Pangenotypes

Here we discuss different storage solutions for pangenotypes.

GRG format

Looking for graph genotyping I ran into Genotype Representation Graphs GRG

https://pmc.ncbi.nlm.nih.gov/articles/PMC11071416/

It has a binary storage format that represents something like:

# GRG file example: genotype graph
# Nodes section: NODE <id> <label> allele=<genotype>
NODE 1 GeneA allele=AA
NODE 2 GeneB allele=AG
NODE 3 GeneC allele=GG
NODE 4 GeneD allele=AA
NODE 5 GeneE allele=AG

# Edges section: EDGE <from_id> <to_id>
EDGE 1 2
EDGE 1 3
EDGE 2 4
EDGE 3 4
EDGE 4 5
EDGE 5 1

the tooling

https://github.com/aprilweilab/grgl.git

builds with

guix shell -C -N coreutils gcc-toolchain make cmake openssl nss-certs git pkg-config zlib

I did some tests and read the source code.

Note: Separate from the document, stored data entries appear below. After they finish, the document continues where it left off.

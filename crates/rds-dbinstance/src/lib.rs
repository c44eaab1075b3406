// Copyright (C) 2025 SyncMyOrders Sp. z o.o.
// SPDX-License-Identifier: AGPL-3.0-or-later
//! RDS DB instance resource handlers.
//!
//! Create, read, update, delete and list handlers for a DB instance, built on
//! the resumable engine in [`rds_handler_common`]. Every handler returns after
//! at most one mutating call or stabilization probe; the host re-invokes it
//! with the [`CallbackContext`] of the previous [`ProgressEvent`] until the
//! event is terminal.
//!
//! # Example
//!
//! ```ignore
//! let clients = Clients::single(rds_client, ec2_client);
//! let mut context = CallbackContext::new();
//! loop {
//!     let event = handle(Action::Update, &request, context, &clients, &config).await;
//!     if !event.is_pending() {
//!         break event;
//!     }
//!     context = event.callback_context.unwrap_or_default();
//! }
//! ```

pub mod handlers;
pub mod immutability;
pub mod model;
pub mod predicates;
pub mod remote;
pub mod rules;
pub mod status;
pub mod translator;

use rds_handler_common::{
    Action, CallbackContext, HandlerConfig, ProgressEvent, ResourceHandlerRequest,
};
use tracing::instrument;

pub use handlers::{
    Clients, CreateHandler, DeleteHandler, ListHandler, ReadHandler, UpdateHandler,
    default_handler_config,
};
pub use model::{DbInstanceRole, Endpoint, ResourceModel, Tag};

/// Run the handler for `action` once.
#[instrument(skip_all, fields(action = action.as_str()))]
pub async fn handle(
    action: Action,
    request: &ResourceHandlerRequest<ResourceModel>,
    context: CallbackContext,
    clients: &Clients,
    config: &HandlerConfig,
) -> ProgressEvent<ResourceModel> {
    let clients = clients.with_logging(&request.logger());
    let config = config.clone();
    match action {
        Action::Create => {
            CreateHandler::new(config)
                .handle_request(request, context, &clients)
                .await
        }
        Action::Read => {
            ReadHandler::new(config)
                .handle_request(request, context, &clients)
                .await
        }
        Action::Update => {
            UpdateHandler::new(config)
                .handle_request(request, context, &clients)
                .await
        }
        Action::Delete => {
            DeleteHandler::new(config)
                .handle_request(request, context, &clients)
                .await
        }
        Action::List => {
            ListHandler::new(config)
                .handle_request(request, context, &clients)
                .await
        }
    }
}
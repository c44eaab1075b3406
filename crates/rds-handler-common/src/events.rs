// Copyright (C) 2025 SyncMyOrders Sp. z o.o.
// SPDX-License-Identifier: AGPL-3.0-or-later
//! Asynchronous-failure detection over the remote event stream.

use chrono::{DateTime, Utc};
use tracing::{debug, error};

use crate::api::{Event, Request, Response, SourceType};
use crate::client::RemoteClient;
use crate::config::HandlerConfig;
use crate::error::HandlerError;
use crate::error_rules::{DEFAULT_ERROR_RULE_SET, HandlerErrorCode, handle_exception};
use crate::progress::ProgressEvent;

const DESCRIBE_EVENTS_STEP: &str = "rds::describe-events";

/// Fail `progress` if the resource emitted a failure event since `since`.
///
/// A mutation can be reported stable and still have failed asynchronously;
/// the failure is only visible in the event stream.
pub async fn check_failed_events<M, F>(
    client: &dyn RemoteClient,
    source_identifier: &str,
    source_type: SourceType,
    since: DateTime<Utc>,
    progress: ProgressEvent<M>,
    is_failure_event: F,
    config: &HandlerConfig,
) -> ProgressEvent<M>
where
    F: Fn(&Event) -> bool,
{
    let request = Request::DescribeEvents {
        source_identifier: source_identifier.to_string(),
        source_type,
        start_time: since,
        marker: None,
    };

    let events = match client.invoke_iterable(request).await {
        Ok(pages) => match collect_events(pages) {
            Ok(events) => events,
            Err(err) => {
                return handle_exception(
                    progress,
                    DESCRIBE_EVENTS_STEP,
                    err,
                    &DEFAULT_ERROR_RULE_SET,
                    config,
                );
            }
        },
        Err(err) => {
            return handle_exception(
                progress,
                DESCRIBE_EVENTS_STEP,
                err.into(),
                &DEFAULT_ERROR_RULE_SET,
                config,
            );
        }
    };

    debug!(
        source_identifier = source_identifier,
        count = events.len(),
        "Checked events for asynchronous failures"
    );

    match events.iter().find(|event| is_failure_event(event)) {
        Some(event) => {
            error!(
                source_identifier = source_identifier,
                message = %event.message,
                "Found failure event"
            );
            progress.into_failed(HandlerErrorCode::GeneralServiceException, event.message.clone())
        }
        None => progress,
    }
}

fn collect_events(pages: Vec<Response>) -> Result<Vec<Event>, HandlerError> {
    let mut events = Vec::new();
    for page in pages {
        match page {
            Response::Events { events: page, .. } => events.extend(page),
            other => {
                return Err(HandlerError::UnexpectedResponse(format!(
                    "expected Events, got {}",
                    other.shape()
                )));
            }
        }
    }
    Ok(events)
}

#[cfg(test)]
mod tests {
    use super::*;
    use crate::context::CallbackContext;
    use crate::error::RemoteError;
    use crate::progress::OperationStatus;
    use crate::testing::MockClient;

    fn event(message: &str, categories: &[&str]) -> Event {
        Event {
            source_identifier: "db-1".into(),
            source_type: SourceType::DbInstance,
            message: message.into(),
            event_categories: categories.iter().map(|c| c.to_string()).collect(),
            date: Utc::now(),
        }
    }

    fn is_failure(event: &Event) -> bool {
        event.event_categories.iter().any(|c| c == "failure")
    }

    async fn check(mock: &MockClient) -> ProgressEvent<&'static str> {
        check_failed_events(
            mock,
            "db-1",
            SourceType::DbInstance,
            Utc::now(),
            ProgressEvent::progress("db-1", CallbackContext::new()),
            is_failure,
            &HandlerConfig::default(),
        )
        .await
    }

    #[tokio::test]
    async fn test_failure_event_fails_progress() {
        let mock = MockClient::new();
        mock.respond_pages(
            "DescribeEvents",
            Ok(vec![
                Response::Events {
                    events: vec![event(
                        "Finished applying modification",
                        &["configuration change"],
                    )],
                    marker: Some("page-2".into()),
                },
                Response::Events {
                    events: vec![event("Storage is incompatible", &["failure"])],
                    marker: None,
                },
            ]),
        );

        let progress = check(&mock).await;

        assert_eq!(progress.status, OperationStatus::Failed);
        assert_eq!(progress.error_code, Some(HandlerErrorCode::GeneralServiceException));
        assert_eq!(progress.message.as_deref(), Some("Storage is incompatible"));
    }

    #[tokio::test]
    async fn test_no_failure_passes_through() {
        let mock = MockClient::new();
        mock.respond_pages(
            "DescribeEvents",
            Ok(vec![Response::Events {
                events: vec![event("Rebooted", &["availability"])],
                marker: None,
            }]),
        );

        let progress = check(&mock).await;
        assert!(progress.is_continuation());
    }

    #[tokio::test]
    async fn test_describe_error_is_classified() {
        let mock = MockClient::new();
        mock.respond_pages(
            "DescribeEvents",
            Err(RemoteError::client("AccessDenied", "not allowed")),
        );

        let progress = check(&mock).await;
        assert_eq!(progress.error_code, Some(HandlerErrorCode::AccessDenied));
    }
}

The nice thing is that they have very similar ideas. Unfortunately the implementation is not what we want. I wonder why people alway reinvent data structures :/. To get an idea:

https://github.com/aprilweilab/grgl/blob/main/src/serialize.cpp

I would like to take similar ideas and take it to an efficient in-memory graph structure that is easily extensible. RDF is key for extensions (and queries). A fast RDF implementation we are going to try is

https://pyoxigraph.readthedocs.io/en/stable/index.html

Toshiaki pointed out we should look at qlever instead:

https://github.com/ad-freiburg/qlever